Do you remember those stylish catalogs from J. Crew back in the mid-’90s? You know, the ones filled with impeccably dressed families, joyfully embracing each other in beautifully decorated homes during the holidays? Everything was picture-perfect, from the garland artfully draped to the lovingly arranged sideboard with a handmade cornucopia of glittery fruits.

I longed to recreate that picturesque holiday scene in my own home. So, as an adult, I dove headfirst into the world of crafting. Spoiler alert: it didn’t go well. At 32, I’ve come to the conclusion that crafting just isn’t my forte. Pinterest gives me anxiety, and every magazine feels like a reminder of my shortcomings. Honestly, I’ve reached a point where I simply don’t care about my lackluster crafting skills. So, here are my reasons for admitting that I’m not cut out for crafting:

  1. Glitter: The notorious herpes of the crafting world. It never truly goes away.
  2. Craft stores like Hobby Lobby and Michael’s are my personal nightmares. The aisles are cramped, the faux flowers make me sneeze, and the checkout lines feel like you’re standing in line to enter heaven—if heaven had a thousand people in it. I once spent an outrageous $129.42 on four bottles of acrylic paint, cardboard, and glitter stickers. Cocktails before these expeditions? It only fuels my urge to shout at anyone blocking the wooden stamp section.
  3. Hot glue guns? Absolutely not. Just saying no.
  4. Ever had that moment of inspiration? “Ooh, I adore that wreath! I can totally make that!” Yeah, four shopping trips and a whopping $312 later, I’m screaming, “Why did I even think this was a good idea?” My dog now has a seashell glued to her backside, I accidentally sprayed shellac in my eyebrow, and I’ve developed a rash from some Spanish moss. And let me tell you, I’m so exhausted! My husband, who didn’t even want a wreath, is usually the innocent target of my crafting rage.
  5. Martha Stewart: I can’t stand her smiling face plastered on every magazine cover, giving me tips on how to craft that perfect wreath. I get it, she’s superhuman, but I really can’t deal with her.
  6. My child’s desire to “help” is a disaster waiting to happen. It always ends with tiny glass beads scattered everywhere, which my dog happily devours, and me yelling at her while my little one drops hot glue on her foot.
  7. Spray paint? I lack the patience to cover everything within a five-mile radius with plastic sheeting. That’s how I ended up with a hot pink balcony floor.

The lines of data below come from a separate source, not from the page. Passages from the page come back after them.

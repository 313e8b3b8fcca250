use thiserror::Error;

/// CLI-level error categories mapped to exit codes.
#[derive(Debug, Error)]
pub enum CliError {
    #[error(transparent)]
    Config(#[from] marketbrief_core::ConfigError),

    #[error("ticker {symbol} not found in watchlist")]
    UnknownTicker { symbol: String },

    #[error(transparent)]
    Core(#[from] marketbrief_core::CoreError),

    #[error(transparent)]
    Serialization(#[from] serde_json::Error),
}

impl CliError {
    /// Source failures never reach here; anything that does ends the run with 1.
    pub const fn exit_code(&self) -> u8 {
        match self {
            Self::Config(_)
            | Self::UnknownTicker { .. }
            | Self::Core(_)
            | Self::Serialization(_) => 1,
        }
    }
}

And there you have it, dear reader. I’ve officially given up on my dreams of achieving that sparkling, sophisticated J.Crew-like home. My husband has gently reminded me that my time is probably better spent doing things I actually enjoy and excel at—activities that don’t turn our dining room table into a disaster zone or require an emergency vet visit for our dog. I’m perfectly okay with this, even if Martha isn’t.

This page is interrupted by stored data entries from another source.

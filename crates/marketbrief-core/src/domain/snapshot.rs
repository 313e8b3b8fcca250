use serde::{Deserialize, Serialize};

use super::models::{Fetch, FearGreedReading, MarketStatus, NewsItem, Quote, TickerRecord};
use super::UtcDateTime;

/// One fully assembled aggregation result for a single invocation instant.
///
/// Built only by the aggregator; consumers receive it by shared reference.
#[derive(Debug, Clone, PartialEq, Serialize, Deserialize)]
#[serde(rename_all = "camelCase")]
pub struct AggregateSnapshot {
    pub timestamp: UtcDateTime,
    pub market_status: MarketStatus,
    pub fear_greed: Fetch<FearGreedReading>,
    pub indices: Vec<Fetch<Quote>>,
    /// Quotes for the configured watchlist group.
    pub watchlist: Vec<Fetch<Quote>>,
    pub news: Vec<Fetch<NewsItem>>,
}

impl AggregateSnapshot {
    /// Successful watchlist or index quote for `symbol`, if any.
    pub fn quote(&self, symbol: &str) -> Option<&Quote> {
        self.watchlist
            .iter()
            .chain(self.indices.iter())
            .filter_map(Fetch::ready)
            .find(|quote| quote.symbol.as_str() == symbol)
    }

    /// Number of slots that degraded to an error record.
    pub fn failed_slots(&self) -> usize {
        usize::from(self.fear_greed.is_failed())
            + self.indices.iter().filter(|slot| slot.is_failed()).count()
            + self.watchlist.iter().filter(|slot| slot.is_failed()).count()
            + self.news.iter().filter(|slot| slot.is_failed()).count()
    }
}

/// Structured document: the snapshot fields plus ticker annotations, when present.
#[derive(Debug, Clone, PartialEq, Serialize, Deserialize)]
pub struct Briefing {
    #[serde(flatten)]
    pub snapshot: AggregateSnapshot,
    #[serde(default, skip_serializing_if = "Vec::is_empty")]
    pub tickers: Vec<TickerRecord>,
}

For more insights about home insemination, check out this informative post which offers helpful tips. If you’re considering at-home options, Make A Mom is a fantastic resource for getting started. Additionally, if you’re curious about fertility statistics, the CDC provides excellent information on this topic.

In summary, crafting may not be for everyone, and that’s perfectly fine. It’s essential to embrace our strengths and find joy in what we do best.